Fenton pointed out that the scientists didn’t just listen to the experiences of residents but also visited sites to see firsthand how the gas wells impact everyday life. “It’s one thing to say ‘I have a 400-barrel production tank 220 feet from my house,’ but it is a whole other thing to stand there and to actually smell that, and to experience what the people who live here do every day,” said Fenton.

Residents of Pavillion live and work in close proximity to gas extraction equipment such as this. Photo courtesy of Coming Clean.

Residents of Pavillion live and work in close proximity to gas extraction equipment such as this. Photo courtesy of Coming Clean.

The people in Pavillion had already gotten a lot of information about potential water and air pollution from previous studies.
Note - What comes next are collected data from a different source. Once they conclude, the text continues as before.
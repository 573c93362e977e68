//! Connection liveness probing

use std::time::Duration;

use super::pool::PooledConnection;

/// Cheap command used to test a cached connection
pub const PROBE_COMMAND: &str = "echo __ft_alive__";

/// Marker the probe command prints on a healthy connection
const PROBE_MARKER: &str = "__ft_alive__";

/// Checks that a cached connection still executes commands
#[derive(Debug, Clone)]
pub struct LivenessProbe {
    /// Probe timeout
    pub timeout: Duration,
}

impl LivenessProbe {
    /// Create a new probe
    pub fn new(timeout: Duration) -> Self {
        Self { timeout }
    }

    /// Probe a connection
    ///
    /// A connection busy with a shell command is alive by definition and is
    /// not probed.
    pub async fn check(&self, conn: &PooledConnection) -> bool {
        if conn.is_released() {
            return false;
        }
        if conn.is_busy() {
            tracing::trace!("Skipping probe of busy connection {}", conn.key);
            return true;
        }

        match conn.exec(PROBE_COMMAND, self.timeout).await {
            Ok(output) if output.stdout.contains(PROBE_MARKER) => true,
            Ok(output) => {
                tracing::debug!(
                    "Liveness probe on {} returned unexpected output (exit {})",
                    conn.key,
                    output.exit_code
                );
                false
            }
            Err(e) => {
                tracing::debug!("Liveness probe on {} failed: {}", conn.key, e);
                false
            }
        }
    }
}
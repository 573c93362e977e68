//! Polling terminal sessions

mod buffer;
mod cleanup;
mod completion;
mod registry;
mod single_flight;

pub use buffer::OutputBuffer;
pub use cleanup::{run_idle_sweep, sweep_once};
pub use registry::{TerminalRegistry, TerminalSession};
pub use single_flight::SingleFlight;
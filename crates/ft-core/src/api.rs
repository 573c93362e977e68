//! Client-tier protocol types
//!
//! JSON bodies exchanged between browser/CLI clients and the engine's
//! polling API. Field names are camelCase on the wire.

use serde::{Deserialize, Serialize};

use crate::types::{
    ExecutionId, ExecutionStatus, HostId, HostResult, OperatorId, SessionId, StreamKind,
};

/// Request to create (or join) a terminal session
#[derive(Debug, Clone, Serialize, Deserialize)]
#[serde(rename_all = "camelCase")]
pub struct CreateSessionRequest {
    pub host_id: HostId,
}

/// Public description of a terminal session
#[derive(Debug, Clone, PartialEq, Eq, Serialize, Deserialize)]
#[serde(rename_all = "camelCase")]
pub struct SessionDescriptor {
    pub session_id: SessionId,
    pub host_id: HostId,
    pub current_dir: String,
    pub created_at: u64,
    /// A command is currently executing
    pub running: bool,
}

/// List of session descriptors
#[derive(Debug, Clone, Serialize, Deserialize)]
#[serde(rename_all = "camelCase")]
pub struct SessionList {
    pub sessions: Vec<SessionDescriptor>,
}

/// Request to run a command in a terminal session
#[derive(Debug, Clone, Serialize, Deserialize)]
#[serde(rename_all = "camelCase")]
pub struct ExecuteRequest {
    pub command: String,

    /// Operator acknowledged the confirmation prompt for this command
    #[serde(default)]
    pub confirm: bool,

    /// Wait for the result (false: return the echo, poll for output)
    #[serde(default = "default_wait")]
    pub wait: bool,
}

fn default_wait() -> bool {
    true
}

/// Result of an execute request
#[derive(Debug, Clone, Default, PartialEq, Eq, Serialize, Deserialize)]
#[serde(rename_all = "camelCase")]
pub struct ExecuteResponse {
    /// The command as rewritten by the middleware (what actually ran)
    pub command: String,
    pub stdout: String,
    pub stderr: String,
    /// Absent while the command is still running
    pub exit_code: Option<i32>,
    pub current_dir: String,
    /// Advisory warning from classification
    pub warning: Option<String>,
    /// Client should reset its screen
    pub clear: bool,
    /// Result will arrive through polling
    pub pending: bool,
}

/// Query of a poll request
#[derive(Debug, Clone, Default, Serialize, Deserialize)]
pub struct PollQuery {
    /// Return lines strictly newer than this timestamp (ms)
    pub since: Option<u64>,
}

/// One buffered terminal line
#[derive(Debug, Clone, PartialEq, Eq, Serialize, Deserialize)]
#[serde(rename_all = "camelCase")]
pub struct OutputLine {
    /// Strictly increasing within a session
    pub timestamp: u64,
    pub stream: StreamKind,
    pub text: String,
}

/// Buffered output since a cursor
#[derive(Debug, Clone, Default, PartialEq, Eq, Serialize, Deserialize)]
#[serde(rename_all = "camelCase")]
pub struct PollResponse {
    pub stdout: String,
    pub stderr: String,
    pub has_new_output: bool,
    pub current_dir: String,
    /// Cursor to pass as `since` on the next poll
    pub timestamp: u64,
    /// A command is currently executing
    pub running: bool,
    /// Every new line, input echoes included, in arrival order
    pub lines: Vec<OutputLine>,
}

/// Tab-completion request
#[derive(Debug, Clone, Serialize, Deserialize)]
#[serde(rename_all = "camelCase")]
pub struct CompletionRequest {
    pub partial: String,
    /// Directory to complete in (defaults to the tracked directory)
    #[serde(default)]
    pub cwd: Option<String>,
}

/// Tab-completion suggestions
#[derive(Debug, Clone, Default, PartialEq, Eq, Serialize, Deserialize)]
pub struct CompletionResponse {
    pub suggestions: Vec<String>,
}

/// Acknowledgement for operations that always succeed
#[derive(Debug, Clone, Copy, PartialEq, Eq, Serialize, Deserialize)]
pub struct Ack {
    pub ok: bool,
}

impl Ack {
    pub const OK: Ack = Ack { ok: true };
}

/// Fan-out submission
#[derive(Debug, Clone, Serialize, Deserialize)]
#[serde(rename_all = "camelCase")]
pub struct FanoutRequest {
    pub command: String,
    pub host_ids: Vec<HostId>,
    #[serde(default)]
    pub confirm: bool,
}

/// Fan-out accepted
#[derive(Debug, Clone, Serialize, Deserialize)]
#[serde(rename_all = "camelCase")]
pub struct FanoutAccepted {
    pub execution_id: ExecutionId,
}

/// Aggregated status of a fan-out execution
#[derive(Debug, Clone, PartialEq, Eq, Serialize, Deserialize)]
#[serde(rename_all = "camelCase")]
pub struct ExecutionView {
    pub execution_id: ExecutionId,
    pub operator_id: OperatorId,
    pub command: String,
    pub status: ExecutionStatus,
    pub host_ids: Vec<HostId>,
    /// Results in target order; hosts still running are absent
    pub results: Vec<HostResult>,
    pub created_at: u64,
    pub finished_at: Option<u64>,
}

/// Liveness report of the engine
#[derive(Debug, Clone, PartialEq, Eq, Serialize, Deserialize)]
pub struct HealthResponse {
    pub status: String,
    pub version: String,
    /// Tracked terminal sessions
    pub sessions: usize,
    /// Live pooled connections
    pub connections: usize,
}

/// Error body returned with non-2xx responses
#[derive(Debug, Clone, Serialize, Deserialize)]
pub struct ErrorBody {
    /// Machine-readable kind (`session_not_found`, `session_busy`, ...)
    pub error: String,
    pub message: String,
}
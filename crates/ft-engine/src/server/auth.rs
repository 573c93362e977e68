//! Bearer-token authentication

use std::sync::Arc;

use axum::extract::{Request, State};
use axum::http::header::AUTHORIZATION;
use axum::middleware::Next;
use axum::response::Response;

use crate::server::error::unauthorized;
use crate::state::EngineState;

/// Resolve the bearer token to an operator and attach it to the request
///
/// Handlers behind this layer read the caller with
/// `Extension<Operator>`.
pub async fn require_operator(
    State(state): State<Arc<EngineState>>,
    mut request: Request,
    next: Next,
) -> Response {
    let token = request
        .headers()
        .get(AUTHORIZATION)
        .and_then(|value| value.to_str().ok())
        .and_then(|value| value.strip_prefix("Bearer "))
        .map(str::trim);

    let Some(token) = token else {
        return unauthorized();
    };

    match state.directory.resolve_operator(token).await {
        Some(operator) => {
            tracing::trace!("Request from operator {}", operator.id);
            request.extensions_mut().insert(operator);
            next.run(request).await
        }
        None => {
            tracing::debug!("Rejected request with unknown token");
            unauthorized()
        }
    }
}
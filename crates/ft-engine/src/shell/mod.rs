//! Shell emulation and command middleware

mod middleware;
mod session;

pub use middleware::{Classification, CommandMiddleware, FORCED_TERM, TRUNCATION_MARKER};
pub use session::{quote, ShellOutput, ShellSession, CLEAR_SEQUENCE};
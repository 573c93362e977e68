//! Core error types for fanterm

use std::path::PathBuf;
use std::time::Duration;
use thiserror::Error;

use crate::types::{ExecutionId, HostId, SessionId};

/// Client-visible error kinds of the session engine
///
/// `Clone` so that a single failed session creation can be handed to every
/// caller awaiting it.
#[derive(Error, Debug, Clone, PartialEq, Eq)]
pub enum FtError {
    /// Credentials, network or handshake failure
    #[error("Connection to {host} failed: {message}")]
    ConnectFailed { host: HostId, message: String },

    /// Host does not exist in the inventory
    #[error("Host not found: {0}")]
    HostNotFound(HostId),

    /// Stale or unknown terminal session
    #[error("Session not found: {0}")]
    SessionNotFound(SessionId),

    /// Script execution not found
    #[error("Execution not found: {0}")]
    ExecutionNotFound(ExecutionId),

    /// A command is already running in the session
    #[error("Session busy: {0}")]
    SessionBusy(SessionId),

    /// Hard security rejection
    #[error("Command blocked: {0}")]
    CommandBlocked(String),

    /// Command needs explicit confirmation before it runs
    #[error("Confirmation required: {0}")]
    ConfirmationRequired(String),

    /// Remote execution exceeded its bound
    #[error("Timed out after {0:?}")]
    Timeout(Duration),

    /// Ownership or authorization failure
    #[error("Access denied: {0}")]
    AccessDenied(String),

    /// Malformed request
    #[error("Invalid request: {0}")]
    InvalidRequest(String),

    /// Transport failure on an established connection
    #[error("Transport error: {0}")]
    Transport(String),

    /// Persistence collaborator failure
    #[error("Store error: {0}")]
    Store(String),
}

impl FtError {
    /// Whether a fresh connection might fix this error
    pub fn is_connection_level(&self) -> bool {
        matches!(self, FtError::Transport(_) | FtError::ConnectFailed { .. })
    }
}

impl From<TransportError> for FtError {
    fn from(e: TransportError) -> Self {
        match e {
            TransportError::Timeout(d) => FtError::Timeout(d),
            other => FtError::Transport(other.to_string()),
        }
    }
}

impl From<StoreError> for FtError {
    fn from(e: StoreError) -> Self {
        FtError::Store(e.to_string())
    }
}

/// Transport-level errors
#[derive(Error, Debug, Clone, PartialEq, Eq)]
pub enum TransportError {
    /// TCP connect or key exchange failed
    #[error("Handshake failed: {0}")]
    Handshake(String),

    /// Credentials rejected
    #[error("Authentication failed")]
    AuthenticationFailed,

    /// Host key did not match the pinned fingerprint
    #[error("Host key verification failed: {0}")]
    HostKeyRejected(String),

    /// Could not load the credential
    #[error("Invalid credential: {0}")]
    InvalidCredential(String),

    /// Channel open or exec failure
    #[error("Channel error: {0}")]
    Channel(String),

    /// Operation exceeded its bound
    #[error("Timed out after {0:?}")]
    Timeout(Duration),

    /// Connection already closed
    #[error("Connection closed")]
    Closed,
}

/// Persistence collaborator errors
#[derive(Error, Debug)]
pub enum StoreError {
    #[error("Record not found: {0}")]
    NotFound(String),

    #[error("Storage backend error: {0}")]
    Backend(String),

    #[error("I/O error: {0}")]
    Io(#[from] std::io::Error),
}

/// Configuration-related errors
#[derive(Error, Debug)]
pub enum ConfigError {
    /// Config file not found
    #[error("Config file not found: {0}")]
    NotFound(PathBuf),

    /// Invalid configuration
    #[error("Invalid config: {0}")]
    Invalid(String),

    /// TOML parse error
    #[error("TOML parse error: {0}")]
    Parse(#[from] toml::de::Error),

    /// TOML serialize error
    #[error("TOML serialize error: {0}")]
    Serialize(#[from] toml::ser::Error),
}
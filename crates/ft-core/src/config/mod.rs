//! Configuration management for fanterm

mod engine;
mod inventory;
pub mod serde_utils;

pub use engine::{
    EngineConfig, FanoutConfig, PolicyConfig, SshConfig, TerminalConfig, TimeoutConfig,
};
pub use inventory::{HostEntry, OperatorEntry};

use crate::error::ConfigError;
use std::path::{Path, PathBuf};

/// Get the default configuration directory
pub fn default_config_dir() -> PathBuf {
    dirs::config_dir()
        .unwrap_or_else(|| PathBuf::from("."))
        .join("fanterm")
}

/// Get the default configuration file path
pub fn default_config_path() -> PathBuf {
    default_config_dir().join("engine.toml")
}

/// Load configuration from a file
pub fn load_config<T: serde::de::DeserializeOwned>(path: &Path) -> Result<T, ConfigError> {
    if !path.exists() {
        return Err(ConfigError::NotFound(path.to_path_buf()));
    }

    let content = std::fs::read_to_string(path)
        .map_err(|e| ConfigError::Invalid(format!("Failed to read config: {}", e)))?;

    let config: T = toml::from_str(&content)?;
    Ok(config)
}

/// Save configuration to a file
pub fn save_config<T: serde::Serialize>(path: &Path, config: &T) -> Result<(), ConfigError> {
    let content = toml::to_string_pretty(config)?;

    if let Some(parent) = path.parent() {
        std::fs::create_dir_all(parent)
            .map_err(|e| ConfigError::Invalid(format!("Failed to create config dir: {}", e)))?;
    }

    std::fs::write(path, content)
        .map_err(|e| ConfigError::Invalid(format!("Failed to write config: {}", e)))?;

    Ok(())
}
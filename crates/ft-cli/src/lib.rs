//! ft-cli: Command-line client for fanterm
//!
//! Provides the `fanterm` CLI for opening terminal sessions on managed
//! hosts and running commands across many hosts through the engine's
//! HTTP polling API.

pub mod client;
pub mod commands;
pub mod output;
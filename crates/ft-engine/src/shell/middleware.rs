//! Command middleware
//!
//! Classifies, rewrites and sanitizes commands before they reach a remote
//! shell, and normalizes their output afterwards. Classification only looks
//! at the literal command text; it is advisory and not a confinement
//! boundary.

use std::sync::OnceLock;

use regex::Regex;

use ft_core::config::PolicyConfig;
use ft_core::traits::ExecOutput;

/// Marker appended to a stream cut at the output cap
pub const TRUNCATION_MARKER: &str = "\n[truncated]";

/// Terminal type forced for interactive programs and sessions
pub const FORCED_TERM: &str = "xterm-256color";

/// Note replacing the empty output of a directory listing
const EMPTY_DIRECTORY_NOTE: &str = "(empty directory)\n";

/// Prefix added to the output of a bare `pwd`
const PWD_PREFIX: &str = "Current directory: ";

/// Shorthand expanded when it is the first token
const ALIASES: &[(&str, &str)] = &[
    ("ll", "ls -alF"),
    ("la", "ls -A"),
    ("l", "ls -CF"),
    ("..", "cd .."),
    ("...", "cd ../.."),
    ("h", "history"),
];

/// Programs that expect a terminal
const INTERACTIVE_PROGRAMS: &[&str] = &[
    "vim", "vi", "nvim", "nano", "emacs", "less", "more", "man", "top", "htop", "ssh", "telnet",
    "ftp", "sftp", "mysql", "psql", "screen", "tmux",
];

/// Interpreters that only become interactive REPLs without arguments
const REPL_PROGRAMS: &[&str] = &["python", "python3", "node", "irb", "ghci", "bash", "sh", "zsh"];

/// apt subcommands rewritten to their non-interactive form
const APT_SUBCOMMANDS: &[&str] = &[
    "install",
    "remove",
    "purge",
    "upgrade",
    "dist-upgrade",
    "full-upgrade",
    "autoremove",
    "update",
];

/// Result of classifying a command
#[derive(Debug, Clone, PartialEq, Eq)]
pub struct Classification {
    pub allowed: bool,
    pub dangerous: bool,
    pub requires_confirmation: bool,
    pub warning: Option<String>,
}

impl Classification {
    fn allow() -> Self {
        Self {
            allowed: true,
            dangerous: false,
            requires_confirmation: false,
            warning: None,
        }
    }

    fn reject(reason: impl Into<String>) -> Self {
        Self {
            allowed: false,
            dangerous: true,
            requires_confirmation: false,
            warning: Some(reason.into()),
        }
    }

    fn advisory(warning: String) -> Self {
        Self {
            warning: Some(warning),
            ..Self::allow()
        }
    }
}

struct Rules {
    blocked: Vec<(Regex, &'static str)>,
    dangerous: Vec<(Regex, &'static str)>,
    noise: Vec<Regex>,
    apt: Option<Regex>,
}
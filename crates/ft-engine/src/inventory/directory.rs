//! Bearer-token operator directory

use std::collections::HashMap;
use std::sync::Arc;

use async_trait::async_trait;
use sha2::{Digest, Sha256};

use ft_core::config::OperatorEntry;
use ft_core::traits::OperatorDirectory;
use ft_core::types::Operator;
use ft_core::{HostId, OperatorId};

use super::store::Inventory;

/// Resolves operators by the SHA-256 digest of their bearer token
pub struct TokenDirectory {
    /// Operators indexed by lowercase hex token digest
    by_digest: HashMap<String, Operator>,
    inventory: Arc<Inventory>,
}

impl TokenDirectory {
    /// Build from config entries; host ownership comes from the inventory
    pub fn new(entries: &[OperatorEntry], inventory: Arc<Inventory>) -> Self {
        let mut by_digest = HashMap::new();
        for entry in entries {
            let digest = entry.token_sha256.trim().to_ascii_lowercase();
            if digest.len() != 64 || hex::decode(&digest).is_err() {
                tracing::warn!("Operator {} has a malformed token digest, skipping", entry.id);
                continue;
            }
            let operator = Operator {
                id: OperatorId::new(entry.id.clone()),
                name: entry.name.clone().unwrap_or_else(|| entry.id.clone()),
                elevated: entry.elevated,
            };
            tracing::debug!(
                "Loaded operator {}{}",
                operator.id,
                if operator.elevated { " (elevated)" } else { "" }
            );
            by_digest.insert(digest, operator);
        }

        if by_digest.is_empty() {
            tracing::warn!("No operators configured - every API request will be rejected");
        } else {
            tracing::info!("Loaded {} operators", by_digest.len());
        }

        Self {
            by_digest,
            inventory,
        }
    }

    /// Number of operators
    pub fn len(&self) -> usize {
        self.by_digest.len()
    }

    /// Check if there are no operators
    pub fn is_empty(&self) -> bool {
        self.by_digest.is_empty()
    }
}

/// Hex SHA-256 digest of a bearer token
pub fn token_digest(token: &str) -> String {
    hex::encode(Sha256::digest(token.as_bytes()))
}

#[async_trait]
impl OperatorDirectory for TokenDirectory {
    async fn resolve_operator(&self, token: &str) -> Option<Operator> {
        let token = token.trim();
        if token.is_empty() {
            return None;
        }
        self.by_digest.get(&token_digest(token)).cloned()
    }

    async fn can_access_host(&self, operator: &OperatorId, host: &HostId) -> bool {
        if self
            .by_digest
            .values()
            .any(|op| op.id == *operator && op.elevated)
        {
            return true;
        }
        self.inventory.owner_of(host).as_ref() == Some(operator)
    }
}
What made this new collaboration particularly useful was having the opportunity to broaden their knowledge by having people on hand who could answer their questions. “The scientists took us into their community and explained things in ways we could understand about what the testing was, and how it was done, and what we could expect to get out of it,” Fenton said.

 

Finding answers—but no magic bullet

The project team developed a unique study approach that combined air monitoring, biomonitoring, and hazard assessment to create a picture of what residents are breathing and what health affects might come from these chemical exposures.

 

Data from the study showed that eight chemicals emitted from gas infrastructure in the area were also in urine samples from study participants. These chemicals have been linked to chronic diseases such as cancer, reproductive problems, and developmental disorders, as well as to problems such as headaches, nosebleeds, skin rashes, and depression. The results were published in the report, “When the Wind Blows: Tracking Toxic Chemicals in Gas Fields and Impacted Communities.”

 

The report concludes that more needs to be done to protect local residents from harmful exposures, and recommends specific monitoring activities and preventive approaches to help ensure residents’ health and well-being.

 

But while the study has armed Pavillion residents with knowledge to present to government and industry, it doesn’t guarantee that residents will be better protected. “All this information is very good and helps people understand what is in their bodies, but this won’t be the magic bullet that solves all the problems,” said Fenton.

 

Fenton said that an important outcome of this latest study is that other groups have expressed interest in using some of the study approaches and techniques used in Pavillion to examine oil and gas pollution at other locations. “It’s one thing to show the impacts of gas production in Pavillion, but if we can replicate this work in other places that have similar impacts, then it will be hard to ignore the problem,” he said. “These studies are very important because more and more people are living close to oil and gas operations.”

 

Nancy D. Lamontagne is a freelance science communicator and a contributing writer for Creative Science Writing and the Thriving Earth Exchange.